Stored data
[Start of section]

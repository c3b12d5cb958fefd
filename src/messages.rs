use serde::Serialize;

use crate::gesture::GestureState;

/// Text shown by the swarm for one finger count
#[derive(Debug, Clone, Copy, Serialize)]
pub struct FingerMessage {
    pub lines: &'static [&'static str],
    pub font_size: u32,
    pub label: &'static str,
}

/// Finger count 1..=10 → message; index 0 is finger count 1
pub const FINGER_MESSAGES: [FingerMessage; 10] = [
    FingerMessage {
        lines: &["HAII", "SAYANGGG"],
        font_size: 180,
        label: "1 Jari: Halo Sayang",
    },
    FingerMessage {
        lines: &["AKU MAU", "KASIH TAHU", "SESUATU..."],
        font_size: 140,
        label: "2 Jari: Ada sesuatu...",
    },
    FingerMessage {
        lines: &["AKU BANGGA", "BANGET SAMA", "KAMU SAYANG"],
        font_size: 130,
        label: "3 Jari: Bangga sama kamu",
    },
    FingerMessage {
        lines: &["KAMU BAIK,", "CANTIK, HEBAT,", "BERANI MENCOBA", "HAL-HAL BARU"],
        font_size: 100,
        label: "4 Jari: Kamu hebat!",
    },
    FingerMessage {
        lines: &["BEDA SAMA AKU", "YANG TAKUT", "NGELAKUIN", "SESUATU"],
        font_size: 110,
        label: "5 Jari: Kamu beda",
    },
    FingerMessage {
        lines: &["AKU TAKUT GAGAL", "TAPI KAMU", "SELALU BERANI", "DAN KAMU HEBAT"],
        font_size: 100,
        label: "6 Jari: Kamu berani",
    },
    FingerMessage {
        lines: &["BERUNTUNG", "BANGET AKU", "PUNYA KAMU"],
        font_size: 130,
        label: "7 Jari: Beruntung",
    },
    FingerMessage {
        lines: &["THANKS GOD", "FOR GIVE ME", "NAJMITA"],
        font_size: 130,
        label: "8 Jari: Thank You God",
    },
    FingerMessage {
        lines: &["DAN YANG", "TERAKHIR AKU", "MAU NGOMONG..."],
        font_size: 120,
        label: "9 Jari: Yang terakhir...",
    },
    FingerMessage {
        lines: &["I LOVE YOUUU", "MOREEEE", "TUAN PUTRI", "NAJMITAAA ❤️"],
        font_size: 110,
        label: "10 Jari: I LOVE YOU!",
    },
];

/// Two-hand heart message
pub const SPECIAL_LOVE: FingerMessage = FingerMessage {
    lines: &["FOR YOU", "BEAUTIFUL WOMAN", "NAJMITA ZAHIRA"],
    font_size: 130,
    label: "LOVEEE!!! ❤️",
};

pub const FIST_LABEL: &str = "Genggaman (Black Hole)";
pub const IDLE_LABEL: &str = "Gerakkan Tangan...";
pub const FACE_REVEAL_LABEL: &str = "MUKA KITA ✨";
pub const PINCH_LABEL: &str = "📸 Foto Diambil!";

/// Message for a finger count, `None` outside 1..=10
pub fn finger_message(count: u8) -> Option<&'static FingerMessage> {
    match count {
        1..=10 => FINGER_MESSAGES.get(count as usize - 1),
        _ => None,
    }
}

/// Status line for the active gesture
pub fn label_for(gesture: GestureState) -> &'static str {
    match gesture {
        GestureState::Idle => IDLE_LABEL,
        GestureState::Fist => FIST_LABEL,
        GestureState::Pinch => PINCH_LABEL,
        GestureState::FaceReveal => FACE_REVEAL_LABEL,
        GestureState::DoubleLove => SPECIAL_LOVE.label,
        GestureState::Finger(n) => finger_message(n).map_or(IDLE_LABEL, |m| m.label),
    }
}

[End of section]

## Work instructions
A complete, exact transcription of the data above is the required answer.

## Task solution
repository c3b12d5cb958fefd
filename src/messages.rs
use serde::Serialize;

use crate::gesture::GestureState;

/// Text shown by the swarm for one finger count
#[derive(Debug, Clone, Copy, Serialize)]
pub struct FingerMessage {
    pub lines: &'static [&'static str],
    pub font_size: u32,
    pub label: &'static str,
}

/// Finger count 1..=10 → message; index 0 is finger count 1
pub const FINGER_MESSAGES: [FingerMessage; 10] = [
    FingerMessage {
        lines: &["HAII", "SAYANGGG"],
        font_size: 180,
        label: "1 Jari: Halo Sayang",
    },
    FingerMessage {
        lines: &["AKU MAU", "KASIH TAHU", "SESUATU..."],
        font_size: 140,
        label: "2 Jari: Ada sesuatu...",
    },
    FingerMessage {
        lines: &["AKU BANGGA", "BANGET SAMA", "KAMU SAYANG"],
        font_size: 130,
        label: "3 Jari: Bangga sama kamu",
    },
    FingerMessage {
        lines: &["KAMU BAIK,", "CANTIK, HEBAT,", "BERANI MENCOBA", "HAL-HAL BARU"],
        font_size: 100,
        label: "4 Jari: Kamu hebat!",
    },
    FingerMessage {
        lines: &["BEDA SAMA AKU", "YANG TAKUT", "NGELAKUIN", "SESUATU"],
        font_size: 110,
        label: "5 Jari: Kamu beda",
    },
    FingerMessage {
        lines: &["AKU TAKUT GAGAL", "TAPI KAMU", "SELALU BERANI", "DAN KAMU HEBAT"],
        font_size: 100,
        label: "6 Jari: Kamu berani",
    },
    FingerMessage {
        lines: &["BERUNTUNG", "BANGET AKU", "PUNYA KAMU"],
        font_size: 130,
        label: "7 Jari: Beruntung",
    },
    FingerMessage {
        lines: &["THANKS GOD", "FOR GIVE ME", "NAJMITA"],
        font_size: 130,
        label: "8 Jari: Thank You God",
    },
    FingerMessage {
        lines: &["DAN YANG", "TERAKHIR AKU", "MAU NGOMONG..."],
        font_size: 120,
        label: "9 Jari: Yang terakhir...",
    },
    FingerMessage {
        lines: &["I LOVE YOUUU", "MOREEEE", "TUAN PUTRI", "NAJMITAAA ❤️"],
        font_size: 110,
        label: "10 Jari: I LOVE YOU!",
    },
];

/// Two-hand heart message
pub const SPECIAL_LOVE: FingerMessage = FingerMessage {
    lines: &["FOR YOU", "BEAUTIFUL WOMAN", "NAJMITA ZAHIRA"],
    font_size: 130,
    label: "LOVEEE!!! ❤️",
};

pub const FIST_LABEL: &str = "Genggaman (Black Hole)";
pub const IDLE_LABEL: &str = "Gerakkan Tangan...";
pub const FACE_REVEAL_LABEL: &str = "MUKA KITA ✨";
pub const PINCH_LABEL: &str = "📸 Foto Diambil!";

/// Message for a finger count, `None` outside 1..=10
pub fn finger_message(count: u8) -> Option<&'static FingerMessage> {
    match count {
        1..=10 => FINGER_MESSAGES.get(count as usize - 1),
        _ => None,
    }
}

/// Status line for the active gesture
pub fn label_for(gesture: GestureState) -> &'static str {
    match gesture {
        GestureState::Idle => IDLE_LABEL,
        GestureState::Fist => FIST_LABEL,
        GestureState::Pinch => PINCH_LABEL,
        GestureState::FaceReveal => FACE_REVEAL_LABEL,
        GestureState::DoubleLove => SPECIAL_LOVE.label,
        GestureState::Finger(n) => finger_message(n).map_or(IDLE_LABEL, |m| m.label),
    }
}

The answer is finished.